[[ Supplied data, beginning ]]
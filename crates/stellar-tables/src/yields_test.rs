use approx::assert_relative_eq;

use crate::table::DataTable;
use crate::yields::YieldTable;

#[test]
fn interpolates_between_rows() {
    let yields = YieldTable::from_parts(vec![10.0, 20.0], vec![0.05, 0.1]).unwrap();

    assert_relative_eq!(yields.iron_yield(10.0), 0.05);
    assert_relative_eq!(yields.iron_yield(15.0), 0.075, max_relative = 1e-12);
    assert_relative_eq!(yields.iron_yield(20.0), 0.1);
}

#[test]
fn extrapolates_beyond_both_ends() {
    let yields = YieldTable::from_parts(vec![10.0, 20.0], vec![0.05, 0.1]).unwrap();

    assert_relative_eq!(yields.iron_yield(30.0), 0.15, max_relative = 1e-12);
    assert_relative_eq!(yields.iron_yield(5.0), 0.025, max_relative = 1e-12);
}

#[test]
fn yields_never_go_negative() {
    // Falling yields extrapolate below zero at high mass; the lookup
    // clamps instead.
    let yields = YieldTable::from_parts(vec![10.0, 20.0], vec![0.05, 0.01]).unwrap();

    assert_relative_eq!(yields.iron_yield(40.0), 0.0);
}

#[test]
fn single_row_table_is_a_constant_yield() {
    let yields = YieldTable::from_parts(vec![8.0], vec![0.074]).unwrap();

    assert_relative_eq!(yields.iron_yield(8.0), 0.074);
    assert_relative_eq!(yields.iron_yield(120.0), 0.074);
}

#[test]
fn builds_from_a_data_table() {
    let table = DataTable::parse(
        "mass[Msun] Fe[Msun]\n10.0 0.05\n20.0 0.1\n",
        &["mass[Msun]", "Fe[Msun]"],
    )
    .unwrap();
    let yields = YieldTable::new(&table).unwrap();

    assert_relative_eq!(yields.iron_yield(15.0), 0.075, max_relative = 1e-12);
}
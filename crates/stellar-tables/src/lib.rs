//! Tabular stellar data.
//!
//! Everything the reconstruction pipeline looks up rather than computes
//! lives here: the whitespace-table reader, one shared
//! bisection-with-interpolation primitive, the metallicity-interpolated
//! stellar-evolution table (lifetimes and remnant masses), the
//! supernova-eligibility table and the iron-yield table.

pub mod evolution;
pub mod lookup;
pub mod supernova;
pub mod table;
pub mod yields;

#[cfg(test)]
mod table_test;
#[cfg(test)]
mod yields_test;

// Re-export types
pub use evolution::EvolutionTable;
pub use lookup::AxisOrder;
pub use supernova::SupernovaTable;
pub use table::{DataTable, TableError};
pub use yields::YieldTable;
[[ Supplied data, end ]]
# Exercise goal
Please set down the material above once more, word for word.

# Solution for this task
filename crates/stellar-tables/src/yields_test.rs
use approx::assert_relative_eq;

use crate::table::DataTable;
use crate::yields::YieldTable;

#[test]
fn interpolates_between_rows() {
    let yields = YieldTable::from_parts(vec![10.0, 20.0], vec![0.05, 0.1]).unwrap();

    assert_relative_eq!(yields.iron_yield(10.0), 0.05);
    assert_relative_eq!(yields.iron_yield(15.0), 0.075, max_relative = 1e-12);
    assert_relative_eq!(yields.iron_yield(20.0), 0.1);
}

#[test]
fn extrapolates_beyond_both_ends() {
    let yields = YieldTable::from_parts(vec![10.0, 20.0], vec![0.05, 0.1]).unwrap();

    assert_relative_eq!(yields.iron_yield(30.0), 0.15, max_relative = 1e-12);
    assert_relative_eq!(yields.iron_yield(5.0), 0.025, max_relative = 1e-12);
}

#[test]
fn yields_never_go_negative() {
    // Falling yields extrapolate below zero at high mass; the lookup
    // clamps instead.
    let yields = YieldTable::from_parts(vec![10.0, 20.0], vec![0.05, 0.01]).unwrap();

    assert_relative_eq!(yields.iron_yield(40.0), 0.0);
}

#[test]
fn single_row_table_is_a_constant_yield() {
    let yields = YieldTable::from_parts(vec![8.0], vec![0.074]).unwrap();

    assert_relative_eq!(yields.iron_yield(8.0), 0.074);
    assert_relative_eq!(yields.iron_yield(120.0), 0.074);
}

#[test]
fn builds_from_a_data_table() {
    let table = DataTable::parse(
        "mass[Msun] Fe[Msun]\n10.0 0.05\n20.0 0.1\n",
        &["mass[Msun]", "Fe[Msun]"],
    )
    .unwrap();
    let yields = YieldTable::new(&table).unwrap();

    assert_relative_eq!(yields.iron_yield(15.0), 0.075, max_relative = 1e-12);
}
filename crates/stellar-tables/src/lib.rs
//! Tabular stellar data.
//!
//! Everything the reconstruction pipeline looks up rather than computes
//! lives here: the whitespace-table reader, one shared
//! bisection-with-interpolation primitive, the metallicity-interpolated
//! stellar-evolution table (lifetimes and remnant masses), the
//! supernova-eligibility table and the iron-yield table.

pub mod evolution;
pub mod lookup;
pub mod supernova;
pub mod table;
pub mod yields;

#[cfg(test)]
mod table_test;
#[cfg(test)]
mod yields_test;

// Re-export types
pub use evolution::EvolutionTable;
pub use lookup::AxisOrder;
pub use supernova::SupernovaTable;
pub use table::{DataTable, TableError};
pub use yields::YieldTable;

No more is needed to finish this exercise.